Meu primeiro contato com os Beatles foi justamente uma das poucas lembranças que tenho da minha infância. Morava na Calçada, em uma vila com várias casas. Tinha talvez 4 ou 5 anos. Talvez 1968 ou 1969. Nesta mesma vila moravam meus primos, filhos de tia Lídia (saudosa) e mais a prima Neuza e o marido Genovaldo. As portas eram próximas e na liberdade de ser menino, fui a casa da minha tia e encontrei o primo Toinho arrumando os discos. Notou meu interesse e me apresentou aos discos dos Beatles que punha todos os dias para tocar na vitrola. Eram discos em 78 rotações (para quem lembra).
Lembro do meu entusiasmo de ouvir os Beatles junto com o primo Toinho, naquela sensação de criança que é tratada com atenção e descobre algo novo. O The Beatles frequentava as sessões da tarde com aqueles filmes rídiculos, mal produzidos, sem pé nem cabeça…. Ah! Mas as músicas chegavam aos ouvidos com Yeah, Yeah, Yeah perfeitos. Letras bobas que davam para ser repetidas até por uma criança com português ruim, como diria o Rei Roberto Carlos.
Quase 50 anos depois, eis que o maior Beatle de todos os tempos da última semana e de toda a eternidade, Sir Paul MacCartney pousa em Salvador e falando o nome da minha cidade de forma quase perfeita, numa cortesia com o povo de cá, típica da educação inglesa. Faltou a pontualidade britânica, pois o show atrasou 15 minutos. Ele bem que se esforçou em termos como “Massa”, “Ó paí Ó” e outros devidamente decorados e colocados em pesca sob os seus pés.
Ele esteve entre nós!
Salvador sempre esteve fora do circuito dos grandes shows internacionais. Chegou a receber Beyoncé e Elton John, mas desculpem-me a franqueza e os fãs, nada próximo à nobreza, genialidade, representatividade de um dos maiores Hitmakers de todos os tempos, o autor único de Yesterday que acabou ainda hoje divida com o parceiro de todas as horas Lenon (morto tragicamente em 1980, assassinado por um fã obcecado). Give peace a chance, lorde, e faça os celulares refletirem como uma constelação em Hey Jude, uma homenagem ao filho do parceiro Lenon.

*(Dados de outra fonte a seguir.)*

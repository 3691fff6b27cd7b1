//! The declared build-settings record and its TOML I/O.
//!
//! Settings files are flat TOML records with `[compiler]`, `[target]`, and
//! an optional `[build]` section. This module provides functions to load,
//! parse, serialize, and template these files, plus typed accessors for
//! the pieces the gates and the deriver consume.

use std::path::Path;

use serde::{Deserialize, Serialize};

use crate::compiler::{CompilerFamily, CompilerIdentity};
use crate::error::{Result, SettingsError};
use crate::target::{Environment, FloatAbi, TargetProfile};

/// Compiler section of the settings record.
#[derive(Debug, Clone, PartialEq, Eq, Serialize, Deserialize)]
#[serde(rename_all = "kebab-case")]
pub struct CompilerSettings {
    /// Compiler family (e.g. "gcc", "clang", "apple-clang").
    pub family: CompilerFamily,
    /// Dotted version string as declared (parsed lazily).
    pub version: String,
    /// Declared language standard (e.g. "20"). Optional; when absent the
    /// standard check is skipped.
    #[serde(default)]
    pub std: Option<String>,
}

/// Target section of the settings record.
#[derive(Debug, Clone, PartialEq, Eq, Serialize, Deserialize)]
#[serde(rename_all = "kebab-case")]
pub struct TargetSettings {
    /// Operating environment ("baremetal" is the no-OS sentinel).
    pub os: Environment,
    /// Architecture string.
    pub arch: String,
    /// CPU core within the architecture.
    #[serde(default)]
    pub processor: Option<String>,
    /// Floating-point ABI.
    #[serde(default)]
    pub float_abi: Option<FloatAbi>,
}

/// Build options section.
#[derive(Debug, Clone, Default, PartialEq, Eq, Serialize, Deserialize)]
#[serde(rename_all = "kebab-case")]
pub struct BuildOptions {
    /// Skip running the test binary after a hosted build.
    #[serde(default)]
    pub skip_tests: bool,
}

/// The full declared build-settings record.
#[derive(Debug, Clone, PartialEq, Eq, Serialize, Deserialize)]
#[serde(rename_all = "kebab-case")]
pub struct BuildSettings {
    pub compiler: CompilerSettings,
    pub target: TargetSettings,
    #[serde(default)]
    pub build: BuildOptions,
}

impl BuildSettings {
    /// Parse the declared compiler version and return the typed identity.
    pub fn compiler_identity(&self) -> Result<CompilerIdentity> {
        Ok(CompilerIdentity {
            family: self.compiler.family.clone(),
            version: self.compiler.version.parse()?,
        })
    }

    /// The declared target as a [`TargetProfile`].
    pub fn target_profile(&self) -> TargetProfile {
        TargetProfile {
            environment: self.target.os,
            arch: self.target.arch.clone(),
            processor: self.target.processor.clone(),
            float_abi: self.target.float_abi,
        }
    }

    pub fn skip_tests(&self) -> bool {
        self.build.skip_tests
    }
}

/// Load settings from a TOML file.
pub fn load_settings_toml(path: &Path) -> Result<BuildSettings> {
    if !path.exists() {
        return Err(SettingsError::NotFound {
            path: path.to_path_buf(),
        });
    }
    let content = std::fs::read_to_string(path)?;
    parse_settings_toml(&content)
}

/// Parse settings from a TOML string.
pub fn parse_settings_toml(toml_str: &str) -> Result<BuildSettings> {
    let settings: BuildSettings = toml::from_str(toml_str)?;
    Ok(settings)
}

/// Serialize settings to pretty TOML.
pub fn settings_to_toml(settings: &BuildSettings) -> Result<String> {
    let toml_str = toml::to_string_pretty(settings)?;
    Ok(toml_str)
}

/// Generate a starter settings file.
///
/// `bare_metal` seeds a gcc/cortex-m4 record in the spelling the default
/// compatibility policy accepts; otherwise a hosted Linux record.
pub fn generate_template(bare_metal: bool) -> Result<String> {
    let settings = if bare_metal {
        BuildSettings {
            compiler: CompilerSettings {
                family: CompilerFamily::Gcc,
                version: "11.2.0".into(),
                std: Some("20".into()),
            },
            target: TargetSettings {
                os: Environment::BareMetal,
                arch: "cortex-m4".into(),
                processor: None,
                float_abi: Some(FloatAbi::Soft),
            },
            build: BuildOptions::default(),
        }
    } else {
        BuildSettings {
            compiler: CompilerSettings {
                family: CompilerFamily::Gcc,
                version: "11.2.0".into(),
                std: Some("20".into()),
            },
            target: TargetSettings {
                os: Environment::Linux,
                arch: "x86_64".into(),
                processor: None,
                float_abi: None,
            },
            build: BuildOptions::default(),
        }
    };
    settings_to_toml(&settings)
}

#[cfg(test)]
mod tests {
    use super::*;

    fn sample_toml() -> &'static str {
        r#"
[compiler]
family = "gcc"
version = "11.2.0"
std = "20"

[target]
os = "baremetal"
arch = "thumbv7em"
processor = "cortex-m4"
float-abi = "soft"

[build]
skip-tests = false
"#
    }

    #[test]
    fn parse_full_record() {
        let settings = parse_settings_toml(sample_toml()).unwrap();
        assert_eq!(settings.compiler.family, CompilerFamily::Gcc);
        assert_eq!(settings.compiler.std.as_deref(), Some("20"));
        assert_eq!(settings.target.os, Environment::BareMetal);
        assert_eq!(settings.target.processor.as_deref(), Some("cortex-m4"));
        assert_eq!(settings.target.float_abi, Some(FloatAbi::Soft));
        assert!(!settings.skip_tests());
    }

    #[test]
    fn parse_minimal_record() {
        let toml_str = r#"
[compiler]
family = "clang"
version = "14"

[target]
os = "linux"
arch = "x86_64"
"#;
        let settings = parse_settings_toml(toml_str).unwrap();
        assert!(settings.compiler.std.is_none());
        assert!(settings.target.processor.is_none());
        assert!(settings.target.float_abi.is_none());
        assert!(!settings.skip_tests());
    }

    #[test]
    fn parse_invalid_returns_error() {
        assert!(parse_settings_toml("not toml [[[").is_err());
    }

    #[test]
    fn parse_missing_section_returns_error() {
        assert!(parse_settings_toml("[compiler]\nfamily = \"gcc\"\nversion = \"11\"").is_err());
    }

    #[test]
    fn round_trip() {
        let original = parse_settings_toml(sample_toml()).unwrap();
        let toml_str = settings_to_toml(&original).unwrap();
        let parsed = parse_settings_toml(&toml_str).unwrap();
        assert_eq!(original, parsed);
    }

    #[test]
    fn compiler_identity_parses_version() {
        let settings = parse_settings_toml(sample_toml()).unwrap();
        let id = settings.compiler_identity().unwrap();
        assert_eq!(id.version.components(), &[11, 2, 0]);
    }

    #[test]
    fn compiler_identity_rejects_malformed_version() {
        let mut settings = parse_settings_toml(sample_toml()).unwrap();
        settings.compiler.version = "11.x".into();
        let err = settings.compiler_identity().unwrap_err();
        assert!(matches!(err, SettingsError::MalformedVersion { .. }));
    }

    #[test]
    fn target_profile_accessor() {
        let settings = parse_settings_toml(sample_toml()).unwrap();
        let target = settings.target_profile();
        assert!(target.is_bare_metal());
        assert_eq!(target.arch, "thumbv7em");
    }

    #[test]
    fn templates_are_valid() {
        for bare_metal in [true, false] {
            let toml_str = generate_template(bare_metal).unwrap();
            let settings = parse_settings_toml(&toml_str).unwrap();
            assert_eq!(settings.target_profile().is_bare_metal(), bare_metal);
            settings.compiler_identity().unwrap();
        }
    }

    #[test]
    fn load_not_found() {
        let result = load_settings_toml(Path::new("/nonexistent/settings.toml"));
        assert!(matches!(
            result.unwrap_err(),
            SettingsError::NotFound { .. }
        ));
    }

    #[test]
    fn load_from_file() {
        let dir = tempfile::tempdir().unwrap();
        let path = dir.path().join("settings.toml");
        std::fs::write(&path, sample_toml()).unwrap();

        let settings = load_settings_toml(&path).unwrap();
        assert_eq!(settings.target.arch, "thumbv7em");
    }
}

Ele esteve entre nós com sua guitarra canhota. Tocou Baixo, piano e até cavaquinho. Aos 75 anos, firme forte, com suas caras e bocas que ainda lembravam o menino de Liverpool, mostrou que o rock é um RedBull para a alma. Hoje é dia e rock, bebê!

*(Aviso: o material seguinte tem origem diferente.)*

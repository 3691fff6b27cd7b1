//! `mflags template` — emit a starter settings file.

use std::path::Path;

use anyhow::Result;

use mflags_settings::settings::generate_template;

/// Print or write a starter settings file.
pub fn run(bare_metal: bool, output: Option<&Path>) -> Result<()> {
    let toml_str = generate_template(bare_metal)?;
    match output {
        Some(path) => {
            std::fs::write(path, &toml_str)?;
            println!("Wrote {}", path.display());
        }
        None => print!("{toml_str}"),
    }
    Ok(())
}
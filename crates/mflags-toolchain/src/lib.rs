//! Toolchain flag derivation and build planning.
//!
//! Consumes a validated target profile and produces the concrete flag set
//! an external build driver passes through verbatim: CPU flag, float-ABI
//! flag, linker search path, and optionally the C-runtime specs flags.
//! The [`plan`] entry point composes the gates with derivation into a
//! complete [`BuildPlan`].

pub mod derive;
pub mod error;
pub mod flags;
pub mod package;
pub mod plan;

pub use derive::{derive, DeriveConfig};
pub use error::{DeriveError, Result};
pub use flags::ToolchainFlags;
pub use package::{ArtifactInfo, PackageLayout};
pub use plan::{plan, BuildPlan};
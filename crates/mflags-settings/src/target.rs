//! Target profile: operating environment, architecture, CPU core, float ABI.

use std::fmt;

use serde::{Deserialize, Serialize};

/// The target operating environment.
///
/// `baremetal` is the sentinel spelling used by declared settings for a
/// build with no host operating system.
#[derive(Debug, Clone, Copy, PartialEq, Eq, Serialize, Deserialize)]
#[serde(rename_all = "lowercase")]
pub enum Environment {
    /// No operating system; the binary runs directly on hardware.
    #[serde(rename = "baremetal")]
    BareMetal,
    Linux,
    Windows,
    #[serde(rename = "macos")]
    MacOS,
}

impl Environment {
    pub fn is_bare_metal(&self) -> bool {
        matches!(self, Environment::BareMetal)
    }

    /// Hosted environments have an OS to run test binaries under.
    pub fn is_hosted(&self) -> bool {
        !self.is_bare_metal()
    }
}

impl fmt::Display for Environment {
    fn fmt(&self, f: &mut fmt::Formatter<'_>) -> fmt::Result {
        let name = match self {
            Environment::BareMetal => "baremetal",
            Environment::Linux => "linux",
            Environment::Windows => "windows",
            Environment::MacOS => "macos",
        };
        f.write_str(name)
    }
}

/// Calling-convention choice for floating-point arguments.
#[derive(Debug, Clone, Copy, PartialEq, Eq, Serialize, Deserialize)]
#[serde(rename_all = "lowercase")]
pub enum FloatAbi {
    /// Software emulation; no FPU registers in the calling convention.
    Soft,
    /// Hardware FPU registers.
    Hard,
}

impl FloatAbi {
    pub fn as_str(&self) -> &'static str {
        match self {
            FloatAbi::Soft => "soft",
            FloatAbi::Hard => "hard",
        }
    }
}

impl fmt::Display for FloatAbi {
    fn fmt(&self, f: &mut fmt::Formatter<'_>) -> fmt::Result {
        f.write_str(self.as_str())
    }
}

/// The target as declared by the build settings.
///
/// `processor` and `float_abi` are only meaningful when `environment` is
/// bare-metal; hosted builds ignore them.
#[derive(Debug, Clone, PartialEq, Eq)]
pub struct TargetProfile {
    /// Operating environment.
    pub environment: Environment,
    /// Instruction-set architecture string (e.g. "thumbv7em", "cortex-m4").
    pub arch: String,
    /// Specific CPU core within the architecture (e.g. "cortex-m4f").
    pub processor: Option<String>,
    /// Floating-point ABI.
    pub float_abi: Option<FloatAbi>,
}

impl TargetProfile {
    pub fn is_bare_metal(&self) -> bool {
        self.environment.is_bare_metal()
    }
}

impl fmt::Display for TargetProfile {
    fn fmt(&self, f: &mut fmt::Formatter<'_>) -> fmt::Result {
        write!(f, "{}/{}", self.environment, self.arch)?;
        if let Some(processor) = &self.processor {
            write!(f, "/{processor}")?;
        }
        if let Some(abi) = &self.float_abi {
            write!(f, "/{abi}")?;
        }
        Ok(())
    }
}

Paul, Paul, Paul… gritava a torcida em uníssono, aproveitando o clima do estádio da Fonte Nova, lotado como num Ba-Vi. E o ex-Beatle, o maior deles, sobrevivente de uma época em que o ácido, a filosofia do Paz e Amor, o discurso contra a guerra mudaram a história recente do mundo. Fez homenagens aos ex-companheiros, recados para os amigos que se foram, a lembrança de George Harrisson e fez o que a cartilha mandava, num repertório que mesclou Beatles e sucessos solo.

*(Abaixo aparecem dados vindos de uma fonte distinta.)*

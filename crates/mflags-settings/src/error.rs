//! Error types for settings parsing and loading.

use std::path::PathBuf;

/// Errors that can occur while loading or interpreting declared settings.
#[derive(Debug, thiserror::Error)]
pub enum SettingsError {
    /// TOML deserialization error.
    #[error("TOML parse error: {0}")]
    Toml(#[from] toml::de::Error),

    /// TOML serialization error.
    #[error("TOML serialization error: {0}")]
    TomlSer(#[from] toml::ser::Error),

    /// I/O error reading/writing settings files.
    #[error("I/O error: {0}")]
    Io(#[from] std::io::Error),

    /// Settings file not found.
    #[error("settings file not found: {}", path.display())]
    NotFound {
        /// The path that was not found.
        path: PathBuf,
    },

    /// A version string contained a non-numeric component.
    #[error("malformed version string '{input}': component '{component}' is not a number")]
    MalformedVersion {
        /// The full version string as declared.
        input: String,
        /// The offending component.
        component: String,
    },
}

/// Result type for settings operations.
pub type Result<T> = std::result::Result<T, SettingsError>;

Posso morrer feliz. Não sou o maior dos fãs dos Beatles, mas pelo que representa para o mundo, para a música, para a paz, para a poesia, para a alegria, ter a chance de ver Paul repetindo a velha fórmula Rock’n roll de chamar uma menina da plateia para mostrar no palco que o pulso ainda pulsa, o velho olhar do Cavalheiro Inglês, eternizado para sempre na história do Planeta terra… Não tem preço. Atitude, man e me ensina a fórmula mágica da eterna sobriedade.
Que a presença de Paul deixe na Bahia, que já foi o berço do bom rock n’roll brasileiro, a magia necessária para retransformar a música que aqui se produz. A salvação?
Ele esteve aqui! Raulzito certamente estava no estádio a assisti-lo. Que os novos baianos passeiem na sua poesia, nobre Paul. Difícil imaginar que volte para mais um show por aqui, como prometeu num “até a próxima”, mas ficou a certeza de que Deus existe. God save the Queen. God save the king.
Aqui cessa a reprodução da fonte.